Martin Pelikán scite author profile

Flexibility between domains of proteins is often critical for function. These motions and proteins with large scale flexibility in general are often not readily amenable to conventional structural analysis such as X-ray crystallography, nuclear magnetic resonance spectroscopy (NMR) or electron microscopy. A common evolution of a crystallography project, once a high resolution structure has been determined, is to postulate possible sights of flexibility. Here we describe an analysis tool using relatively inexpensive small angle X-ray scattering (SAXS) measurements to identify flexibility and validate a constructed minimal ensemble of models, which represent highly populated conformations in solution. The resolution of these results is sufficient to address the questions being asked: what kinds of conformations do the domains sample in solution?

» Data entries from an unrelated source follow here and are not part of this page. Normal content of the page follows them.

//! Prop instances: the runtime pairing of an invisible physics wrapper and the
//! visual model parented beneath it.
//!
//! Imported visual meshes have arbitrary scale and pivots, so physics always
//! runs on a plain box "wrapper" body and the model hangs under the wrapper
//! node with a local offset.

use crate::assets::AssetLibrary;
use crate::catalog::PropDefinition;
use anyhow::Result;
use engine_core::{Entity, NodeId, SceneGraph, Vec3, World};
use glam::Quat;
use input::SourceId;
use physics::{PhysicsBody, PhysicsWorld, PropBodyParams};

/// Marker linking an entity back to its catalog definition.
#[derive(Debug, Clone, Copy)]
pub struct Prop {
    pub def: &'static PropDefinition,
}

/// Scene-graph nodes belonging to a prop.
#[derive(Debug, Clone, Copy)]
pub struct PropNodes {
    /// Invisible wrapper carrying the physics pose.
    pub wrapper: NodeId,
    /// Visual model under the wrapper.
    pub visual: NodeId,
    /// Alternate held visual (chestpiece swap), hidden while resting.
    pub held_swap: Option<NodeId>,
}

/// Body parameters captured at grab time and restored verbatim on release.
#[derive(Debug, Clone, Copy, PartialEq)]
pub struct SavedBodyParams {
    pub linear_damping: f32,
    pub angular_damping: f32,
    pub gravity_scale: f32,
}

/// The two-state grab lifecycle of a prop.
#[derive(Debug, Clone, Copy, PartialEq, Eq)]
pub enum GrabPhase {
    Resting,
    Held(SourceId),
}

/// Grab bookkeeping attached to every grabbable prop.
#[derive(Debug, Clone, Copy)]
pub struct Grabbable {
    pub phase: GrabPhase,
    /// Seconds until the prop is pickable again after a release.
    pub cooldown: f32,
    /// Set while a measurement sequence owns the prop.
    pub locked: bool,
    pub saved: Option<SavedBodyParams>,
    pub highlighted: bool,
    /// Scripted landing pose the reset action returns the prop to.
    pub home_position: Vec3,
    pub home_rotation: Quat,
}

impl Grabbable {
    pub fn new(home_position: Vec3, home_rotation: Quat) -> Self {
        Self {
            phase: GrabPhase::Resting,
            cooldown: 0.0,
            locked: false,
            saved: None,
            highlighted: false,
            home_position,
            home_rotation,
        }
    }

    pub fn is_pickable(&self) -> bool {
        self.phase == GrabPhase::Resting && self.cooldown <= 0.0 && !self.locked
    }
}

/// Spawn one prop from its definition. Fixtures get a node tree only; physical
/// props also get a wrapper body. Errors (unknown asset) are returned so the
/// scene builder can skip the prop without aborting the rest of the scene.
pub fn spawn_prop(
    world: &mut World,
    graph: &mut SceneGraph,
    physics: &mut PhysicsWorld,
    assets: &AssetLibrary,
    def: &'static PropDefinition,
) -> Result<Entity> {
    let wrapper = graph.create_node(def.id);
    graph.set_local_position(wrapper, def.position);
    graph.set_local_rotation(wrapper, def.rotation());
    graph.set_visible(wrapper, false);

    let visual = match assets.instantiate(graph, wrapper, def.asset) {
        Ok(node) => node,
        Err(e) => {
            graph.dispose(wrapper);
            return Err(e);
        }
    };
    graph.set_local_position(visual, def.visual_offset);
    graph.set_scale(visual, def.scale);

    let held_swap = match def.held_swap_asset {
        Some(asset) => {
            let node = assets.instantiate(graph, wrapper, asset)?;
            graph.set_scale(node, def.scale);
            graph.set_visible(node, false);
            Some(node)
        }
        None => None,
    };

    let nodes = PropNodes {
        wrapper,
        visual,
        held_swap,
    };

    let entity = match def.physics {
        Some(params) => {
            let (body, collider) = physics.add_prop_body(
                def.position,
                def.rotation(),
                def.half_extents,
                PropBodyParams {
                    mass: params.mass,
                    restitution: params.restitution,
                    friction: params.friction,
                },
            );
            world.spawn((
                Prop { def },
                nodes,
                PhysicsBody::new(body, collider),
                Grabbable::new(def.position, def.rotation()),
            ))
        }
        None => world.spawn((Prop { def }, nodes)),
    };
    log::debug!("spawned prop {}", def.id);
    Ok(entity)
}

/// Copy body poses onto wrapper nodes so visuals, info buttons, and UI anchors
/// track the simulation. Runs after the physics step.
pub fn sync_prop_nodes(world: &mut World, graph: &mut SceneGraph, physics: &PhysicsWorld) {
    for (_, (nodes, body)) in world.query_mut::<(&PropNodes, &PhysicsBody)>() {
        let Some(position) = physics.body_position(body.rigid_body) else {
            continue;
        };
        let Some(rotation) = physics.body_rotation(body.rigid_body) else {
            continue;
        };
        graph.set_local_position(nodes.wrapper, position);
        graph.set_local_rotation(nodes.wrapper, rotation);
    }
}

/// Teleport a prop back to its scripted landing pose with physics state
/// restored and the grab immediately re-armed.
pub fn reset_prop(
    world: &mut World,
    graph: &mut SceneGraph,
    physics: &mut PhysicsWorld,
    entity: Entity,
) {
    let Ok((grabbable, body, nodes)) = world
        .query_one_mut::<(&mut Grabbable, &PhysicsBody, &PropNodes)>(entity)
    else {
        return;
    };
    if let Some(saved) = grabbable.saved.take() {
        physics.set_linear_damping(body.rigid_body, saved.linear_damping);
        physics.set_angular_damping(body.rigid_body, saved.angular_damping);
        physics.set_gravity_scale(body.rigid_body, saved.gravity_scale);
    }
    physics.set_body_pose(body.rigid_body, grabbable.home_position, grabbable.home_rotation);
    grabbable.phase = GrabPhase::Resting;
    grabbable.cooldown = 0.0;
    grabbable.locked = false;
    grabbable.highlighted = false;
    graph.set_visible(nodes.visual, true);
    if let Some(swap) = nodes.held_swap {
        graph.set_visible(swap, false);
    }
}

/// Tick release cooldowns toward re-arming.
pub fn tick_cooldowns(world: &mut World, dt: f32) {
    for (_, grabbable) in world.query_mut::<&mut Grabbable>() {
        if grabbable.cooldown > 0.0 {
            grabbable.cooldown = (grabbable.cooldown - dt).max(0.0);
        }
    }
}

#[cfg(test)]
mod tests {
    use super::*;
    use crate::catalog::EXAM_PROPS;

    #[test]
    fn spawn_creates_wrapper_and_body() {
        let mut world = World::new();
        let mut graph = SceneGraph::new();
        let mut physics = PhysicsWorld::new();
        let assets = AssetLibrary::with_standard_assets();
        let def = crate::catalog::find(EXAM_PROPS, "thermometer").unwrap();

        let entity = spawn_prop(&mut world, &mut graph, &mut physics, &assets, def).unwrap();
        let body = *world.get::<&PhysicsBody>(entity).unwrap();
        assert_eq!(physics.body_position(body.rigid_body), Some(def.position));
        let nodes = *world.get::<&PropNodes>(entity).unwrap();
        assert!(graph.is_alive(nodes.wrapper));
        assert!(graph.is_alive(nodes.visual));
    }

    #[test]
    fn stethoscope_spawns_hidden_chestpiece() {
        let mut world = World::new();
        let mut graph = SceneGraph::new();
        let mut physics = PhysicsWorld::new();
        let assets = AssetLibrary::with_standard_assets();
        let def = crate::catalog::find(EXAM_PROPS, "stethoscope").unwrap();

        let entity = spawn_prop(&mut world, &mut graph, &mut physics, &assets, def).unwrap();
        let nodes = *world.get::<&PropNodes>(entity).unwrap();
        let swap = nodes.held_swap.expect("chestpiece node");
        assert!(!graph.is_visible(swap));
        assert!(graph.is_visible(nodes.visual));
    }

    #[test]
    fn cooldown_ticks_to_zero_and_rearms() {
        let mut world = World::new();
        let entity = world.spawn((Grabbable::new(Vec3::ZERO, Quat::IDENTITY),));
        {
            let mut g = world.get::<&mut Grabbable>(entity).unwrap();
            g.cooldown = 1.5;
            assert!(!g.is_pickable());
        }
        // 1499 ms: still cooling down.
        tick_cooldowns(&mut world, 1.499);
        assert!(!world.get::<&Grabbable>(entity).unwrap().is_pickable());
        // 1501 ms total: pickable again.
        tick_cooldowns(&mut world, 0.002);
        assert!(world.get::<&Grabbable>(entity).unwrap().is_pickable());
    }
}
//! Built-in checks.
//!
//! Each check implements [`crate::pass::ElementPass`] and is independently
//! testable against document-model fixtures. Further rules in the family
//! (script complexity, cross-language call sites, signal-handler bodies)
//! plug in through the same contract and emit through the same diagnostic
//! types.

pub mod native_binding;

pub use native_binding::NativeObjectBindingCheck;
//! Direct native-object binding check.
//!
//! Flags bindings of the form `property: objectId.propertyName` where
//! `objectId` resolves to a host-native element, and suggests bridging the
//! reference through a declared alias property at the document root
//! instead of reaching across the layer boundary at every use site.

use crate::binding_classifier::{self, BindingClass};
use crate::context::AnalysisContext;
use crate::pass::ElementPass;
use qlint_common::diagnostics::{Diagnostic, categories};
use qlint_model::ElementId;
use tracing::debug;

const MESSAGE: &str =
    "Property binding to a native object detected. Consider using a property alias instead.";

#[derive(Debug, Default)]
pub struct NativeObjectBindingCheck;

impl NativeObjectBindingCheck {
    pub fn new() -> Self {
        Self
    }
}

impl ElementPass for NativeObjectBindingCheck {
    fn name(&self) -> &'static str {
        "native-object-binding"
    }

    fn should_run(&self, ctx: &AnalysisContext<'_>, element: ElementId) -> bool {
        ctx.document[element].has_bindings()
    }

    fn run(&self, ctx: &mut AnalysisContext<'_>, element: ElementId) {
        let document = ctx.document;
        for binding in &document[element].bindings {
            match binding_classifier::classify(document, ctx.registry, element, binding) {
                BindingClass::NoMatch => {}
                BindingClass::DirectNativeReference {
                    object_id,
                    property_name,
                    ..
                } => {
                    debug!(
                        file = document.file_name(),
                        expression = binding.expression.as_str(),
                        "direct native-object binding"
                    );
                    let fix = ctx
                        .fixes
                        .build_fix(document, binding, &object_id, &property_name);
                    let mut diagnostic = Diagnostic::warning(
                        document.file_name(),
                        binding.loc,
                        categories::NATIVE_OBJECT_BINDING,
                        MESSAGE,
                    );
                    // A fix that cannot be anchored downgrades to a plain
                    // warning instead of aborting the analysis.
                    if let Some(fix) = fix {
                        diagnostic = diagnostic.with_fix(fix);
                    }
                    ctx.emit(diagnostic);
                }
            }
        }
    }
}
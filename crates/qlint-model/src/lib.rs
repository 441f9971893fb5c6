//! Document model for the qlint markup analyzer.
//!
//! The model is an Element/Scope/Binding graph with source locations,
//! produced by the upstream front end and handed to the analyzer as an
//! immutable input. The analyzer never mutates it.

pub mod document;
pub use document::{Binding, DepthFirst, Document, Element, ElementId};

pub mod builder;
pub use builder::{DocumentBuilder, ModelError};
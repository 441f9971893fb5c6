//! The check contract.
//!
//! A check is a stateless rule invoked at every element of the document
//! tree. `should_run` is a cheap structural predicate; `run` performs the
//! analysis and emits diagnostics through the context. The family of
//! checks is open-ended: new rules implement this trait and register with
//! the pass manager at runtime.

use crate::context::AnalysisContext;
use qlint_model::ElementId;

pub trait ElementPass: Send + Sync {
    /// Stable name used in logs.
    fn name(&self) -> &'static str;

    /// Whether `run` is worth invoking at this element. Kept cheap: the
    /// manager evaluates it at every element of every document.
    fn should_run(&self, ctx: &AnalysisContext<'_>, element: ElementId) -> bool;

    /// Analyze one element, emitting zero or more diagnostics via
    /// [`AnalysisContext::emit`]. Must not mutate the document model.
    fn run(&self, ctx: &mut AnalysisContext<'_>, element: ElementId);
}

In our rigid body modeling strategy BILBOMD, molecular dynamics (MD) simulations are used to explore conformational space. A common strategy is to perform the MD simulation on the domains connections at very high temperature, where the additional kinetic energy prevents the molecule from becoming trapped in a local minimum. The MD simulations provide an ensemble of molecular models from which a SAXS curve is calculated and compared to the experimental curve. A genetic algorithm is used to identify the minimal ensemble (minimal ensemble search, MES) required to best fit the experimental data. We demonstrate the use of MES in several model and in four experimental examples.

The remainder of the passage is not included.